■ TASK STATEMENT
Count how many lines below include the word "BreakTransport". Answer with a number only.
----
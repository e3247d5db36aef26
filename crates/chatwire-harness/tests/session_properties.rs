//! Property-based tests over random session histories.
//!
//! Two clients share one simulated relay while a random sequence of user
//! input, clock movement and injected faults is applied to them. The standard
//! invariants are checked on every render; the tests additionally verify the
//! end state once both clients shut down.

use std::time::Duration;

use chatwire_client::{DeliveryStatus, UserId};
use chatwire_harness::{
    InvariantRegistry, SharedSimServer, SimClient, SimEnv, SimError, SystemSnapshot,
    create_shared_server,
};
use proptest::prelude::*;

const NAMES: [&str; 2] = ["alice", "bob"];

#[derive(Debug, Clone)]
enum Line {
    Connect,
    Login,
    WrongPassword,
    Room(&'static str),
    DirectToOther,
    DirectToStranger,
    Leave,
    Say(&'static str),
    Help,
    Garbage,
}

impl Line {
    fn render(&self, me: usize) -> String {
        match self {
            Self::Connect => "/connect".to_string(),
            Self::Login => format!("/login {} pw", NAMES[me]),
            Self::WrongPassword => format!("/login {} nope", NAMES[me]),
            Self::Room(room) => format!("/room {room}"),
            Self::DirectToOther => format!("/dm {}", NAMES[1 - me]),
            Self::DirectToStranger => "/dm carol".to_string(),
            Self::Leave => "/leave".to_string(),
            Self::Say(text) => (*text).to_string(),
            Self::Help => "/help".to_string(),
            Self::Garbage => "/dance".to_string(),
        }
    }
}

#[derive(Debug, Clone)]
enum Op {
    Type(usize, Line),
    Tick(usize, u64),
    BreakTransport(usize),
    Kick(usize),
    Mute(usize, bool),
    FailSends(usize, bool),
    RefuseConnect(usize),
}

fn line_strategy() -> impl Strategy<Value = Line> {
    prop_oneof![
        2 => Just(Line::Connect),
        3 => Just(Line::Login),
        1 => Just(Line::WrongPassword),
        2 => prop_oneof![Just("general"), Just("random")].prop_map(Line::Room),
        1 => Just(Line::DirectToOther),
        1 => Just(Line::DirectToStranger),
        1 => Just(Line::Leave),
        4 => prop_oneof![Just("hi"), Just("hello"), Just("hi")].prop_map(Line::Say),
        1 => Just(Line::Help),
        1 => Just(Line::Garbage),
    ]
}

fn op_strategy() -> impl Strategy<Value = Op> {
    let client = 0..NAMES.len();
    prop_oneof![
        10 => (client.clone(), line_strategy()).prop_map(|(c, line)| Op::Type(c, line)),
        2 => (client.clone(), 0u64..3_000).prop_map(|(c, ms)| Op::Tick(c, ms)),
        1 => client.clone().prop_map(Op::BreakTransport),
        1 => client.clone().prop_map(Op::Kick),
        1 => (client.clone(), any::<bool>()).prop_map(|(c, on)| Op::Mute(c, on)),
        1 => (client.clone(), any::<bool>()).prop_map(|(c, on)| Op::FailSends(c, on)),
        1 => client.prop_map(Op::RefuseConnect),
    ]
}

async fn apply(clients: &mut [SimClient], op: &Op) -> Result<(), SimError> {
    match op {
        Op::Type(c, line) => clients[*c].input(&line.render(*c)).await,
        Op::Tick(c, ms) => clients[*c].tick(Duration::from_millis(*ms)).await,
        Op::BreakTransport(c) => {
            if clients[*c].driver().session().is_some() {
                clients[*c].driver_mut().inject_transport_failure("connection reset");
            }
            clients[*c].settle().await
        },
        Op::Kick(c) => {
            clients[*c].driver_mut().kick("kicked");
            clients[*c].settle().await
        },
        Op::Mute(c, on) => {
            clients[*c].driver_mut().mute_inbound(*on);
            Ok(())
        },
        Op::FailSends(c, on) => {
            clients[*c].driver_mut().fail_sends(on.then_some("broken pipe"));
            Ok(())
        },
        Op::RefuseConnect(c) => {
            clients[*c].driver_mut().refuse_connects(1);
            Ok(())
        },
    }
}

/// Run `ops`, letting every client drain its mail after each one.
async fn run(ops: &[Op]) -> Result<(SharedSimServer, Vec<SimClient>), SimError> {
    let env = SimEnv::new();
    let server = create_shared_server();
    for name in NAMES {
        server.lock().unwrap().register_user(name, "pw").unwrap();
    }
    let mut clients: Vec<_> =
        NAMES.iter().map(|&name| SimClient::new(name, &server, &env)).collect();

    for op in ops {
        apply(&mut clients, op).await?;
        // Deliveries caused by one client wait in the other's mailbox.
        for client in &mut clients {
            client.settle().await?;
        }
    }
    Ok((server, clients))
}

fn block_on<F: std::future::Future>(future: F) -> F::Output {
    tokio::runtime::Builder::new_current_thread().build().unwrap().block_on(future)
}

proptest! {
    #![proptest_config(ProptestConfig::with_cases(64))]

    #[test]
    fn prop_invariants_hold_under_random_histories(
        ops in prop::collection::vec(op_strategy(), 1..60)
    ) {
        let (server, mut clients) =
            block_on(run(&ops)).map_err(|e| TestCaseError::fail(e.to_string()))?;

        let snapshot =
            SystemSnapshot::from_clients(clients.iter().map(SimClient::snapshot).collect());
        prop_assert!(InvariantRegistry::standard().check_all(&snapshot).is_ok());

        for client in &mut clients {
            client.shutdown();
            let stats = client.driver().stats();
            prop_assert_eq!(stats.connects, stats.closes);
        }
        prop_assert_eq!(server.lock().unwrap().relay().registry().session_count(), 0);
    }

    #[test]
    fn prop_local_messages_belong_to_their_author(
        ops in prop::collection::vec(op_strategy(), 1..60)
    ) {
        let (_, clients) = block_on(run(&ops)).map_err(|e| TestCaseError::fail(e.to_string()))?;

        for (client, name) in clients.iter().zip(NAMES) {
            let Some(view) = client.app().conversation() else { continue };
            let confirmed =
                view.messages.iter().filter(|m| m.delivery == DeliveryStatus::Confirmed).count();
            prop_assert!(confirmed <= client.driver().stats().frames_sent);

            for message in view.messages.iter().filter(|m| m.local) {
                prop_assert_eq!(message.sender.as_ref().map(UserId::as_str), Some(name));
            }
        }
    }
}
----
■ WRITTEN REPLY
3